**Work request**
Find the line containing "filename crates/campushare_core/src/models/comment.rs" in the records below. Copy exactly that line and each one after it, ending at the line containing "posting a comment.", and nothing more.

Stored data

Content starts

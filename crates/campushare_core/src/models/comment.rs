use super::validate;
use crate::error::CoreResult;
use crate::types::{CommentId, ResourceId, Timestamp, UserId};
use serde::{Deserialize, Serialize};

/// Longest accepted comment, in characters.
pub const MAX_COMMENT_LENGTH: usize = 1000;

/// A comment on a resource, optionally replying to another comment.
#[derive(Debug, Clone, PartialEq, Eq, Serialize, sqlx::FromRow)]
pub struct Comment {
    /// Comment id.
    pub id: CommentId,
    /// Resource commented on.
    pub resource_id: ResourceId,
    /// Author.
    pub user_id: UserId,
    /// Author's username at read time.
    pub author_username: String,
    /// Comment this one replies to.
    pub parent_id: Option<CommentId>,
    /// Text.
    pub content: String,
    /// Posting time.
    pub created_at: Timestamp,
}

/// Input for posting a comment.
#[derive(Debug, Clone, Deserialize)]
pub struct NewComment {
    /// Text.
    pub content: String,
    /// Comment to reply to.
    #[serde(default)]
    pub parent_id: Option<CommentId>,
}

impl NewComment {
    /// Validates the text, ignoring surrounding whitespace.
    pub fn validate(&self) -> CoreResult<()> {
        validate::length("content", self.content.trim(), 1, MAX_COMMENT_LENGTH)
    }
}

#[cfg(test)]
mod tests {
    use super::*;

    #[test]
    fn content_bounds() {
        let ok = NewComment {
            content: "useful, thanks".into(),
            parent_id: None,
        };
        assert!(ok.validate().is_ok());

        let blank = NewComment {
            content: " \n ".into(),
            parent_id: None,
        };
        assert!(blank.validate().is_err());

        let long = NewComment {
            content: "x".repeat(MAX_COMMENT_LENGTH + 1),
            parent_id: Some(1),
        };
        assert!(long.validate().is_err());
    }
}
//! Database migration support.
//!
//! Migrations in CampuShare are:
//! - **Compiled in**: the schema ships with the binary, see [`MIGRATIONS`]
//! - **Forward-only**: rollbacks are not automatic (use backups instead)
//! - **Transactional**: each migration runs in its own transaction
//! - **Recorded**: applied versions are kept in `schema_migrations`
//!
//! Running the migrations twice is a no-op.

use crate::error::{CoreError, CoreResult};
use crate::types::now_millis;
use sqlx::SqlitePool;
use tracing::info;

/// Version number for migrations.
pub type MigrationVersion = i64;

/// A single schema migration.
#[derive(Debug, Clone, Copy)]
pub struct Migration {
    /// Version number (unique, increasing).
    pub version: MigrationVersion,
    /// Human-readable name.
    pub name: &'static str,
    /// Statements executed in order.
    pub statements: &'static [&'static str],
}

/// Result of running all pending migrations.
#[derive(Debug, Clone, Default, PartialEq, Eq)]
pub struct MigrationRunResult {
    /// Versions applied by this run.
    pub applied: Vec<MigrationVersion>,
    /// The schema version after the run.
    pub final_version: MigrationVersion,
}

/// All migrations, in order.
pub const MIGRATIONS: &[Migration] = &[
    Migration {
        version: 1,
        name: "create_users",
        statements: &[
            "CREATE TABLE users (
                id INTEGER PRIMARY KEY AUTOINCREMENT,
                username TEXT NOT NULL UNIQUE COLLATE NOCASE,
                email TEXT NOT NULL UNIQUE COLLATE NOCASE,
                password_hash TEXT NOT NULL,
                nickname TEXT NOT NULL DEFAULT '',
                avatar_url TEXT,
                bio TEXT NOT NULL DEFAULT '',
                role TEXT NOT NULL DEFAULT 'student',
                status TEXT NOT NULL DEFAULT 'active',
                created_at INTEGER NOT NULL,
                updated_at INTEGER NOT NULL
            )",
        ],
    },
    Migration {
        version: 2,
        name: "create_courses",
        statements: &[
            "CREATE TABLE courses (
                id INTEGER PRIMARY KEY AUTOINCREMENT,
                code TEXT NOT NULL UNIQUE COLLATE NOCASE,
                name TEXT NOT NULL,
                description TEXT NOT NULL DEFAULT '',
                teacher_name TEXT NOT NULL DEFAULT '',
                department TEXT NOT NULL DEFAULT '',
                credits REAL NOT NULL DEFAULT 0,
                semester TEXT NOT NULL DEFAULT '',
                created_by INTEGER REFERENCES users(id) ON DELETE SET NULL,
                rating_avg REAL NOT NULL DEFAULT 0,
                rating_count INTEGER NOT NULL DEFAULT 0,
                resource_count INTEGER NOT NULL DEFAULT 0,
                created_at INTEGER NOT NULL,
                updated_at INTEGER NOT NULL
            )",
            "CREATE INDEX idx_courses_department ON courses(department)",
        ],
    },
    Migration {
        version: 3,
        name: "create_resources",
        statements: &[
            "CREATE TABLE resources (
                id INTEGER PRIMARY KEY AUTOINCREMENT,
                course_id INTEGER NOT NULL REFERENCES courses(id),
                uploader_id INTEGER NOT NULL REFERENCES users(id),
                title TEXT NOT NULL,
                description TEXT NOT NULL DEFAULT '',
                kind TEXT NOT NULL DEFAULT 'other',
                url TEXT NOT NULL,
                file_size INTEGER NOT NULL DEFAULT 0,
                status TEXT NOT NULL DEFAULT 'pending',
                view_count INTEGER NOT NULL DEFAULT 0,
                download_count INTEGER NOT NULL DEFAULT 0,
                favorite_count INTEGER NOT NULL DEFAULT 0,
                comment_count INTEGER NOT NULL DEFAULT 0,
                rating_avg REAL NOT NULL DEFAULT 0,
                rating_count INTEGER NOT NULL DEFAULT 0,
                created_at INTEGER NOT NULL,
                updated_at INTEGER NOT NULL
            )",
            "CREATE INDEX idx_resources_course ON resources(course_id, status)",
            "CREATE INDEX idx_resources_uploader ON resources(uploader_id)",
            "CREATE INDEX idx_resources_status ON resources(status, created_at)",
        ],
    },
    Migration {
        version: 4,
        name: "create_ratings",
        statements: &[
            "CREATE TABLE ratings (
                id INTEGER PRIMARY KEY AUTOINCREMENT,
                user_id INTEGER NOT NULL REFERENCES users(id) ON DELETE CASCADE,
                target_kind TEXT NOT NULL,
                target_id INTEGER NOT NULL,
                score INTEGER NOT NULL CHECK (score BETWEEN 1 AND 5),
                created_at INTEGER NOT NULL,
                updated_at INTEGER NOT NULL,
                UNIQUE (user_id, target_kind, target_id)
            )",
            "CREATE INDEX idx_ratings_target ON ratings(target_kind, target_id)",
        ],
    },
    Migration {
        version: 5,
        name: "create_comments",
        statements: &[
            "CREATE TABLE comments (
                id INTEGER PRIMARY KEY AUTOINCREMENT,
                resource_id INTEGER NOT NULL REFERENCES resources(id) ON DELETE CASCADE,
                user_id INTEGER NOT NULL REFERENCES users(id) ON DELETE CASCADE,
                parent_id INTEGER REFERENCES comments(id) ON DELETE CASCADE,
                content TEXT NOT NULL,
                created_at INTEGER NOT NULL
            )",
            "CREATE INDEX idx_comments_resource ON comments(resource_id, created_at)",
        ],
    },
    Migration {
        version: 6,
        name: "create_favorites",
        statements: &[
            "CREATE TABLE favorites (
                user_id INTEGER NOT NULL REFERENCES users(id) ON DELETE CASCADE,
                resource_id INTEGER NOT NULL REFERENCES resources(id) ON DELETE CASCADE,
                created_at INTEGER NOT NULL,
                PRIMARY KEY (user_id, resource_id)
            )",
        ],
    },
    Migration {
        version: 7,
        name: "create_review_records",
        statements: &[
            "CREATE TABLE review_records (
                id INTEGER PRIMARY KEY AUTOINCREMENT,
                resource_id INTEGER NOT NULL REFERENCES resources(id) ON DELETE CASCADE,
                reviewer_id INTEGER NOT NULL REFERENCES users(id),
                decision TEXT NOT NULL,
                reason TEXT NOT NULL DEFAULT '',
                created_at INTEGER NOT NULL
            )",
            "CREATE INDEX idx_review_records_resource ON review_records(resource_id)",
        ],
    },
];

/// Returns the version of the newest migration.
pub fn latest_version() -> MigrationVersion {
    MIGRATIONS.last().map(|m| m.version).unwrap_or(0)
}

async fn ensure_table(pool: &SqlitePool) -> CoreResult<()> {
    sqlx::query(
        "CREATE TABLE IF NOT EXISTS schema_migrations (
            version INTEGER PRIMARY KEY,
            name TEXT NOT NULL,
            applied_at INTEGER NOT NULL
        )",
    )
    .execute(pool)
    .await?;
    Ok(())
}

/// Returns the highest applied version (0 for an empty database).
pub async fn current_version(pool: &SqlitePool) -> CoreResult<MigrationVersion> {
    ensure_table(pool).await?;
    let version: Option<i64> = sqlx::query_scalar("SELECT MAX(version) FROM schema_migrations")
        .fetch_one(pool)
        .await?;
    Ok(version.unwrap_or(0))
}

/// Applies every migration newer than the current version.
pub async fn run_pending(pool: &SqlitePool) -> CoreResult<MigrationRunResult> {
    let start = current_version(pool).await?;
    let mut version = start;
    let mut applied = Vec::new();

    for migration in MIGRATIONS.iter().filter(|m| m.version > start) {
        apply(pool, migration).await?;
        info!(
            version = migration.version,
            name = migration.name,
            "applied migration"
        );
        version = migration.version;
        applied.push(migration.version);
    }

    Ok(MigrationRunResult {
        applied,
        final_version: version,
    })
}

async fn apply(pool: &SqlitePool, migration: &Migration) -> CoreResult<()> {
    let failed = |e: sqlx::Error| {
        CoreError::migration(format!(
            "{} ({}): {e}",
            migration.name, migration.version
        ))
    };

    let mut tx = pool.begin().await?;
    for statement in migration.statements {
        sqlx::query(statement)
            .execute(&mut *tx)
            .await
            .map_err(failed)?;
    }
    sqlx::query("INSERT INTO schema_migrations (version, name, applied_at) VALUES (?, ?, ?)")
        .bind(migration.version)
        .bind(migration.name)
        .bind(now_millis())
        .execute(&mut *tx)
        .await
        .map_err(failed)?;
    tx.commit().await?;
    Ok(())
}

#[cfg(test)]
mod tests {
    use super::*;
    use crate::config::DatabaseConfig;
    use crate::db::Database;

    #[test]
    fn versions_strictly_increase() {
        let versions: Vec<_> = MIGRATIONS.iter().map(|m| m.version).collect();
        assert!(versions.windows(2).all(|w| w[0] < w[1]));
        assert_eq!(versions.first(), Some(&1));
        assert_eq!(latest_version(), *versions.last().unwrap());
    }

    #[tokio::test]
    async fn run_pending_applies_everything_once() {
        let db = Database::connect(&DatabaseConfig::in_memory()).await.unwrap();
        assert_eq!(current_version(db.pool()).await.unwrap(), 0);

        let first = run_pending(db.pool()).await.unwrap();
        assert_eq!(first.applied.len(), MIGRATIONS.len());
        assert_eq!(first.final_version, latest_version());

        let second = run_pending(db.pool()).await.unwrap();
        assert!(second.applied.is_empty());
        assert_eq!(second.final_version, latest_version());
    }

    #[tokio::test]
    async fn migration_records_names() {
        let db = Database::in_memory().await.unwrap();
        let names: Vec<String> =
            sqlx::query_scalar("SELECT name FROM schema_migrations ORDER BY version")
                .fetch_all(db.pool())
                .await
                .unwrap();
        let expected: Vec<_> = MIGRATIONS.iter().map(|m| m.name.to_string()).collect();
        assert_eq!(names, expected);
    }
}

Content ends
Content starts

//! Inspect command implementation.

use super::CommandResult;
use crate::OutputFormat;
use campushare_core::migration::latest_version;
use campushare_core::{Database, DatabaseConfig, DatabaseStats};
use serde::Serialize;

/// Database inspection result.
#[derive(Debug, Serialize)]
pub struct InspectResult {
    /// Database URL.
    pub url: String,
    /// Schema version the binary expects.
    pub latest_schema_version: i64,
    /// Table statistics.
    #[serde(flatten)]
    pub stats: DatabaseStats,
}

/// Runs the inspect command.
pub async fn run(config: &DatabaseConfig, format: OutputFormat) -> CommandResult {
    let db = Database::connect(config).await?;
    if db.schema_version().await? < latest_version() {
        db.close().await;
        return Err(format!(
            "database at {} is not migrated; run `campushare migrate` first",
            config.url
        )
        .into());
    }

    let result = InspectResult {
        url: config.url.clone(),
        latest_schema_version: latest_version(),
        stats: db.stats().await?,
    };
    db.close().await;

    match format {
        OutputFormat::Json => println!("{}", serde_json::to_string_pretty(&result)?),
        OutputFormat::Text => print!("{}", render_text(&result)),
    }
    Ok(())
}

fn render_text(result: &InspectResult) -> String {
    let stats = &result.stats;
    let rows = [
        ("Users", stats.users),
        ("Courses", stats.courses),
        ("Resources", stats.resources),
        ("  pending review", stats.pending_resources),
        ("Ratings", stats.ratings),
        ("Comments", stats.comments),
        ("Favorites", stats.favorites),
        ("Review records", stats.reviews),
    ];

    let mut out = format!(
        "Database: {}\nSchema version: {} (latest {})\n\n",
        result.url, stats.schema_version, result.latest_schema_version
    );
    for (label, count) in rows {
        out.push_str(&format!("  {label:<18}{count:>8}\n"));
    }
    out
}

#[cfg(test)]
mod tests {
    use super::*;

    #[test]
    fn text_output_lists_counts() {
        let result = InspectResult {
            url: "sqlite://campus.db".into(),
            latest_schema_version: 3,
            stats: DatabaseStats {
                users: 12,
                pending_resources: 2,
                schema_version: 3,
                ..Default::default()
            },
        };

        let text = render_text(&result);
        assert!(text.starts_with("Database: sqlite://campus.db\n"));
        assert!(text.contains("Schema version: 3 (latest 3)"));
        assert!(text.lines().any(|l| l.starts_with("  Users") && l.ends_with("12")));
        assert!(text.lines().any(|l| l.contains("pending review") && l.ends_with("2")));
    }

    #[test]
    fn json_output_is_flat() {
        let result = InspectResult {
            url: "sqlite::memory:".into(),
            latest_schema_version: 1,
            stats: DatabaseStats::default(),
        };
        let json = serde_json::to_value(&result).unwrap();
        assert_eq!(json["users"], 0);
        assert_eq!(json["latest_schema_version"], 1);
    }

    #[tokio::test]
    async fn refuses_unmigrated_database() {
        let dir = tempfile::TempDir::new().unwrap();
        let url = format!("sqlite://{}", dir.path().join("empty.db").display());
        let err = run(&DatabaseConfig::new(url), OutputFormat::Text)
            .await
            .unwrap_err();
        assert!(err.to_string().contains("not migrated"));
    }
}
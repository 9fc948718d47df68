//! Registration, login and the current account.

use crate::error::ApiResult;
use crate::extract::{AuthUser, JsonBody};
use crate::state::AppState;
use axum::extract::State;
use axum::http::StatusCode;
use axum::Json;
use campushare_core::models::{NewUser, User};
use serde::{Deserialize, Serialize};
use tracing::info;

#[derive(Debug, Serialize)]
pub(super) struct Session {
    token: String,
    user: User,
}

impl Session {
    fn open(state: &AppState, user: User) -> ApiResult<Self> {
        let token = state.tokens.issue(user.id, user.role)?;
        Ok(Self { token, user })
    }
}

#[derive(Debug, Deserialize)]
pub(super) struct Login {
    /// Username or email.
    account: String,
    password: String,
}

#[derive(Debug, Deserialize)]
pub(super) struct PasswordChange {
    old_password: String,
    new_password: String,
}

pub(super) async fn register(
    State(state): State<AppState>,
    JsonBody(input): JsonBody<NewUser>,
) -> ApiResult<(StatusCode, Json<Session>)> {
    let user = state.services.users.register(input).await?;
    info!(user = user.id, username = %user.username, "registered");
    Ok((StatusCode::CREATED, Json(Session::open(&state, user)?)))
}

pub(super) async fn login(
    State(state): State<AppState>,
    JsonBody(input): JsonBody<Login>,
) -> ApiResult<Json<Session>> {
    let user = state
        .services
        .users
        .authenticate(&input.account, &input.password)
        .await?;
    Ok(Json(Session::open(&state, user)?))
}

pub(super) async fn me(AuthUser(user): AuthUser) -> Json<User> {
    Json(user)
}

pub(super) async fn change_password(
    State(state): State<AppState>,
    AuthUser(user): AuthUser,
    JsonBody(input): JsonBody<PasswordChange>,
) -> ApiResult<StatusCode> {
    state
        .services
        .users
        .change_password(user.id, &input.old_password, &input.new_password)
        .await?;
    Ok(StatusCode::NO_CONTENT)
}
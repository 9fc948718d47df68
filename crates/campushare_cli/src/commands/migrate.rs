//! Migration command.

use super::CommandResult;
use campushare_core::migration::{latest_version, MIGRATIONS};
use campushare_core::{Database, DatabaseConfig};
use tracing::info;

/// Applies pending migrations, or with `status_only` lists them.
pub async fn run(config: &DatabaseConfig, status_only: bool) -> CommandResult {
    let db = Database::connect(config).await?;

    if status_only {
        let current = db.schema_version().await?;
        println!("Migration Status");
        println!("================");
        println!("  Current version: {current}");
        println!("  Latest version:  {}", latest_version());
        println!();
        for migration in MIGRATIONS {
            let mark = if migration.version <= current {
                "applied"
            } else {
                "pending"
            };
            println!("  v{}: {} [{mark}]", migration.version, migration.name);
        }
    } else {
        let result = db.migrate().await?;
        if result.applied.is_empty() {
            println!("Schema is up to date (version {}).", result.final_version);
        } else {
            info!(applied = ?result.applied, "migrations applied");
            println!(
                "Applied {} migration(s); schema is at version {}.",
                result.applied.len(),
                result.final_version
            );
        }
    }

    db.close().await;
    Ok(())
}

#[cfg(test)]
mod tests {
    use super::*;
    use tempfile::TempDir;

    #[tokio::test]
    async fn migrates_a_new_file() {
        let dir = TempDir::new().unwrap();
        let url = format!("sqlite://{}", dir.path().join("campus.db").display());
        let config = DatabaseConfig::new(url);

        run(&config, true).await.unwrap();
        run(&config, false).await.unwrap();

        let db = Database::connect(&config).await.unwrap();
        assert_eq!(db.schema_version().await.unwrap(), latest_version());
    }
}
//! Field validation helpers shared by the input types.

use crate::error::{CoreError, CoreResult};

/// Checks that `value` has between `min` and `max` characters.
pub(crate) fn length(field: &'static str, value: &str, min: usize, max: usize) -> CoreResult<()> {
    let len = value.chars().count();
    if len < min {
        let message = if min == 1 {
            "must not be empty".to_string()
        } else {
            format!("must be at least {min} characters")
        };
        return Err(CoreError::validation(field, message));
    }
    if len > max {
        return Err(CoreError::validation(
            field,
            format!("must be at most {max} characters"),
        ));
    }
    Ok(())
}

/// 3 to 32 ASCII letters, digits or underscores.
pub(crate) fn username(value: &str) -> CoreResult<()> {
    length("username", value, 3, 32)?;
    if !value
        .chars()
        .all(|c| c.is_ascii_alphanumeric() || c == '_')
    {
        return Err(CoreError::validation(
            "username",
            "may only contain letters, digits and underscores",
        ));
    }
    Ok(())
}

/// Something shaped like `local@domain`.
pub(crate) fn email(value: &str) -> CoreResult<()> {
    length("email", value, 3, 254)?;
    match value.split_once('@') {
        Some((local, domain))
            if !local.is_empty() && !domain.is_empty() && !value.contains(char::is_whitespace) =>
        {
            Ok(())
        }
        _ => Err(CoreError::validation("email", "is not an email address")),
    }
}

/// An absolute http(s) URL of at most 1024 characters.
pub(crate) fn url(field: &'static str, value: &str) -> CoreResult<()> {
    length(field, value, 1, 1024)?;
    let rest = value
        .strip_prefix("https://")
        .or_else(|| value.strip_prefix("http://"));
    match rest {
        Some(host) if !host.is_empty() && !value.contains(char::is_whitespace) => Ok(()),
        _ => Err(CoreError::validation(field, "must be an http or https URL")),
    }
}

Content ends

**Reply to the exercise**
filename crates/campushare_core/src/models/comment.rs
use super::validate;
use crate::error::CoreResult;
use crate::types::{CommentId, ResourceId, Timestamp, UserId};
use serde::{Deserialize, Serialize};

/// Longest accepted comment, in characters.
pub const MAX_COMMENT_LENGTH: usize = 1000;

/// A comment on a resource, optionally replying to another comment.
#[derive(Debug, Clone, PartialEq, Eq, Serialize, sqlx::FromRow)]
pub struct Comment {
    /// Comment id.
    pub id: CommentId,
    /// Resource commented on.
    pub resource_id: ResourceId,
    /// Author.
    pub user_id: UserId,
    /// Author's username at read time.
    pub author_username: String,
    /// Comment this one replies to.
    pub parent_id: Option<CommentId>,
    /// Text.
    pub content: String,
    /// Posting time.
    pub created_at: Timestamp,
}

/// Input for posting a comment.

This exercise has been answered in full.